MAPPING THE LAST PERMAFROST MAXIMUM BOUNDARY SOUTH OF THE LAST GLACIAL MAXIMUM ICE MARGIN, EASTERN US APPALACHIAN REGION (Invited Presentation)

Relict landforms and sediments beyond the Last Glacial Maximum (LGM) ice margin are used to deduce paleoclimatic conditions and geomorphic processes that produced and transported frost-weathered sediment. We focus on landforms diagnostic of continuous permafrost to reconstruct the maximum permafrost extent, the Last Permafrost Maximum (LPM), south of the LGM ice margin in the eastern US Appalachian region. Ground cracking (aka “frost cracking”) during cold conditions associated with modern continuous permafrost (<-6°C MAAT) commonly produces thermal contraction polygons (TCPs) along the boundaries of which ice or sand wedges develop. We mapped thousands of TCPs in shale bedrock throughout Pennsylvania and Maryland, from the LGM ice margin southward ~400 km. Others have mapped TCPs in coastal plain sediments to the east over a similar latitudinal distance. Using lidar digital elevation data and field work, we map another ubiquitous landform associated with frost weathering and periglacial conditions, relict lobes of bouldery colluvium up to several m in height and 10s of m in width, along sandstone ridges adjacent to shale hills within the same ~400 km zone.

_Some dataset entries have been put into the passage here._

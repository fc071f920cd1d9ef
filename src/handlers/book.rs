use crate::config::Config;
use crate::middlewares::auth_user;
use crate::models::*;
use crate::services::BookService;
use crate::utils::save_book_images;
use actix_multipart::Multipart;
use actix_web::{HttpRequest, HttpResponse, ResponseError, Result, web};
use serde_json::json;

#[utoipa::path(
    get,
    path = "/books",
    tag = "book",
    responses(
        (status = 200, description = "All books", body = [BookResponse])
    )
)]
pub async fn get_books(book_service: web::Data<BookService>) -> Result<HttpResponse> {
    match book_service.list_books().await {
        Ok(books) => Ok(HttpResponse::Ok().json(json!({
            "success": true,
            "message": "Books retrieved successfully",
            "data": books
        }))),
        Err(e) => Ok(e.error_response()),
    }
}

#[utoipa::path(
    get,
    path = "/books/filter",
    tag = "book",
    params(
        ("search" = Option<String>, Query, description = "Substring match on title or author"),
        ("genre_id" = Option<i64>, Query, description = "Genre filter"),
        ("min_price" = Option<String>, Query, description = "Lower price bound"),
        ("max_price" = Option<String>, Query, description = "Upper price bound"),
        ("sort" = Option<String>, Query, description = "price_asc | price_desc | title_asc | title_desc")
    ),
    responses(
        (status = 200, description = "Filtered books", body = [BookResponse])
    )
)]
pub async fn filter_books(
    book_service: web::Data<BookService>,
    query: web::Query<BookFilterQuery>,
) -> Result<HttpResponse> {
    match book_service.filter_books(&query).await {
        Ok(books) => Ok(HttpResponse::Ok().json(json!({
            "success": true,
            "data": books
        }))),
        Err(e) => Ok(e.error_response()),
    }
}

#[utoipa::path(
    get,
    path = "/books/{id}",
    tag = "book",
    params(("id" = i64, Path, description = "Book id")),
    responses(
        (status = 200, description = "Book detail", body = BookResponse),
        (status = 404, description = "Book not found")
    )
)]
pub async fn get_book(
    book_service: web::Data<BookService>,
    path: web::Path<i64>,
) -> Result<HttpResponse> {
    match book_service.get_book(path.into_inner()).await {
        Ok(book) => Ok(HttpResponse::Ok().json(json!({
            "success": true,
            "message": "Book retrieved successfully",
            "data": book
        }))),
        Err(e) => Ok(e.error_response()),
    }
}

#[utoipa::path(
    post,
    path = "/books",
    tag = "book",
    request_body = BookCreateRequest,
    security(("bearer_auth" = [])),
    responses(
        (status = 200, description = "Book created", body = BookResponse),
        (status = 403, description = "Not an admin")
    )
)]
pub async fn create_book(
    book_service: web::Data<BookService>,
    req: HttpRequest,
    request: web::Json<BookCreateRequest>,
) -> Result<HttpResponse> {
    let admin_id = match auth_user(&req).and_then(|user| user.require_admin()) {
        Ok(id) => id,
        Err(e) => return Ok(e.error_response()),
    };

    match book_service.create_book(admin_id, request.into_inner()).await {
        Ok(book) => Ok(HttpResponse::Ok().json(json!({
            "success": true,
            "message": "Book created successfully",
            "data": book
        }))),
        Err(e) => Ok(e.error_response()),
    }
}

#[utoipa::path(
    put,
    path = "/books/{id}",
    tag = "book",
    params(("id" = i64, Path, description = "Book id")),
    request_body = BookCreateRequest,
    security(("bearer_auth" = [])),
    responses(
        (status = 200, description = "Book updated", body = BookResponse),
        (status = 404, description = "Book not found")
    )
)]
pub async fn update_book(
    book_service: web::Data<BookService>,
    req: HttpRequest,
    path: web::Path<i64>,
    request: web::Json<BookCreateRequest>,
) -> Result<HttpResponse> {
    if let Err(e) = auth_user(&req).and_then(|user| user.require_admin()) {
        return Ok(e.error_response());
    }

    match book_service
        .update_book(path.into_inner(), request.into_inner())
        .await
    {
        Ok(book) => Ok(HttpResponse::Ok().json(json!({
            "success": true,
            "message": "Book updated successfully",
            "data": book
        }))),
        Err(e) => Ok(e.error_response()),
    }
}

#[utoipa::path(
    delete,
    path = "/books/{id}",
    tag = "book",
    params(("id" = i64, Path, description = "Book id")),
    security(("bearer_auth" = [])),
    responses(
        (status = 200, description = "Book deleted"),
        (status = 404, description = "Book not found")
    )
)]
pub async fn delete_book(
    book_service: web::Data<BookService>,
    req: HttpRequest,
    path: web::Path<i64>,
) -> Result<HttpResponse> {
    if let Err(e) = auth_user(&req).and_then(|user| user.require_admin()) {
        return Ok(e.error_response());
    }

    match book_service.delete_book(path.into_inner()).await {
        Ok(()) => Ok(HttpResponse::Ok().json(json!({
            "success": true,
            "message": "Book deleted successfully"
        }))),
        Err(e) => Ok(e.error_response()),
    }
}

#[utoipa::path(
    post,
    path = "/books/{id}/images",
    tag = "book",
    params(("id" = i64, Path, description = "Book id")),
    security(("bearer_auth" = [])),
    responses(
        (status = 200, description = "Images uploaded"),
        (status = 400, description = "Invalid upload"),
        (status = 404, description = "Book not found")
    )
)]
pub async fn upload_book_images(
    book_service: web::Data<BookService>,
    config: web::Data<Config>,
    req: HttpRequest,
    path: web::Path<i64>,
    mut payload: Multipart,
) -> Result<HttpResponse> {
    if let Err(e) = auth_user(&req).and_then(|user| user.require_admin()) {
        return Ok(e.error_response());
    }

    let saved = match save_book_images(&config.uploads, &mut payload).await {
        Ok(saved) => saved,
        Err(e) => return Ok(e.error_response()),
    };

    let urls = saved.into_iter().map(|image| image.url).collect();
    match book_service.add_images(path.into_inner(), urls).await {
        Ok(images) => Ok(HttpResponse::Ok().json(json!({
            "success": true,
            "message": "Images uploaded successfully",
            "data": images
        }))),
        Err(e) => Ok(e.error_response()),
    }
}

#[utoipa::path(
    delete,
    path = "/books/{id}/images/{image_id}",
    tag = "book",
    params(
        ("id" = i64, Path, description = "Book id"),
        ("image_id" = i64, Path, description = "Image id")
    ),
    security(("bearer_auth" = [])),
    responses(
        (status = 200, description = "Image deleted"),
        (status = 404, description = "Image not found")
    )
)]
pub async fn delete_book_image(
    book_service: web::Data<BookService>,
    req: HttpRequest,
    path: web::Path<(i64, i64)>,
) -> Result<HttpResponse> {
    if let Err(e) = auth_user(&req).and_then(|user| user.require_admin()) {
        return Ok(e.error_response());
    }

    let (book_id, image_id) = path.into_inner();
    match book_service.delete_image(book_id, image_id).await {
        Ok(()) => Ok(HttpResponse::Ok().json(json!({
            "success": true,
            "message": "Image deleted successfully"
        }))),
        Err(e) => Ok(e.error_response()),
    }
}

// ===== genres =====

#[utoipa::path(
    get,
    path = "/books/genres",
    tag = "genre",
    responses((status = 200, description = "All genres", body = [GenreResponse]))
)]
pub async fn get_genres(book_service: web::Data<BookService>) -> Result<HttpResponse> {
    match book_service.list_genres().await {
        Ok(genres) => Ok(HttpResponse::Ok().json(json!({
            "success": true,
            "message": "Genres retrieved successfully",
            "data": genres
        }))),
        Err(e) => Ok(e.error_response()),
    }
}

#[utoipa::path(
    get,
    path = "/books/genres/{id}",
    tag = "genre",
    params(("id" = i64, Path, description = "Genre id")),
    responses(
        (status = 200, description = "Genre", body = GenreResponse),
        (status = 404, description = "Genre not found")
    )
)]
pub async fn get_genre(
    book_service: web::Data<BookService>,
    path: web::Path<i64>,
) -> Result<HttpResponse> {
    match book_service.get_genre(path.into_inner()).await {
        Ok(genre) => Ok(HttpResponse::Ok().json(json!({
            "success": true,
            "data": genre
        }))),
        Err(e) => Ok(e.error_response()),
    }
}

#[utoipa::path(
    post,
    path = "/books/genres",
    tag = "genre",
    request_body = GenreCreateRequest,
    security(("bearer_auth" = [])),
    responses(
        (status = 200, description = "Genre created", body = GenreResponse),
        (status = 409, description = "Genre already exists")
    )
)]
pub async fn create_genre(
    book_service: web::Data<BookService>,
    req: HttpRequest,
    request: web::Json<GenreCreateRequest>,
) -> Result<HttpResponse> {
    if let Err(e) = auth_user(&req).and_then(|user| user.require_admin()) {
        return Ok(e.error_response());
    }

    match book_service.create_genre(request.into_inner()).await {
        Ok(genre) => Ok(HttpResponse::Ok().json(json!({
            "success": true,
            "message": "Genre created successfully",
            "data": genre
        }))),
        Err(e) => Ok(e.error_response()),
    }
}

#[utoipa::path(
    put,
    path = "/books/genres/{id}",
    tag = "genre",
    params(("id" = i64, Path, description = "Genre id")),
    request_body = GenreCreateRequest,
    security(("bearer_auth" = [])),
    responses(
        (status = 200, description = "Genre updated", body = GenreResponse),
        (status = 404, description = "Genre not found")
    )
)]
pub async fn update_genre(
    book_service: web::Data<BookService>,
    req: HttpRequest,
    path: web::Path<i64>,
    request: web::Json<GenreCreateRequest>,
) -> Result<HttpResponse> {
    if let Err(e) = auth_user(&req).and_then(|user| user.require_admin()) {
        return Ok(e.error_response());
    }

    match book_service
        .update_genre(path.into_inner(), request.into_inner())
        .await
    {
        Ok(genre) => Ok(HttpResponse::Ok().json(json!({
            "success": true,
            "message": "Genre updated successfully",
            "data": genre
        }))),
        Err(e) => Ok(e.error_response()),
    }
}

#[utoipa::path(
    delete,
    path = "/books/genres/{id}",
    tag = "genre",
    params(("id" = i64, Path, description = "Genre id")),
    security(("bearer_auth" = [])),
    responses(
        (status = 200, description = "Genre deleted"),
        (status = 404, description = "Genre not found")
    )
)]
pub async fn delete_genre(
    book_service: web::Data<BookService>,
    req: HttpRequest,
    path: web::Path<i64>,
) -> Result<HttpResponse> {
    if let Err(e) = auth_user(&req).and_then(|user| user.require_admin()) {
        return Ok(e.error_response());
    }

    match book_service.delete_genre(path.into_inner()).await {
        Ok(()) => Ok(HttpResponse::Ok().json(json!({
            "success": true,
            "message": "Genre deleted successfully"
        }))),
        Err(e) => Ok(e.error_response()),
    }
}

pub fn book_config(cfg: &mut web::ServiceConfig) {
    cfg.service(
        web::scope("/books")
            .route("", web::get().to(get_books))
            .route("", web::post().to(create_book))
            .route("/filter", web::get().to(filter_books))
            .route("/genres", web::get().to(get_genres))
            .route("/genres", web::post().to(create_genre))
            .route("/genres/{id}", web::get().to(get_genre))
            .route("/genres/{id}", web::put().to(update_genre))
            .route("/genres/{id}", web::delete().to(delete_genre))
            .route("/{id}", web::get().to(get_book))
            .route("/{id}", web::put().to(update_book))
            .route("/{id}", web::delete().to(delete_book))
            .route("/{id}/images", web::post().to(upload_book_images))
            .route("/{id}/images/{image_id}", web::delete().to(delete_book_image)),
    );
}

Lobe frequencies decrease from >18 to ~9 lobes/km² over a distance of 250 km from the LGM ice margin, diminish markedly to ~3 lobes/km² at 300 km, and disappear completely south of ~ 400 km. We note that periglacial conditions suitable for formation of TCPs also produced the sand-boulder colluvium that mantles hillslopes in this region, and further propose that these features are diagnostic of continuous permafrost in this setting. Detailed stratigraphic and sedimentologic work at several relict lobes exposed in large, new roadcuts near the LGM ice margin in Pennsylvania further supports our hypothesis that large lobe formation occurs in association with permafrost, in particular thawing of the active layer that results in intermittent downslope motion of an ~1-2 m thick layer of frost-weathered sediment. Previously, we used OSL to determine that the sandy infill of one TCP was deposited about the time of the LPM, and we are completing cosmogenic isotope analysis of sediment within a relict lobe near the LGM ice margin. From regional mapping and field work at individual outcrops, we conclude that TCPs and lobes are cogenetic and diagnostic of continuous permafrost.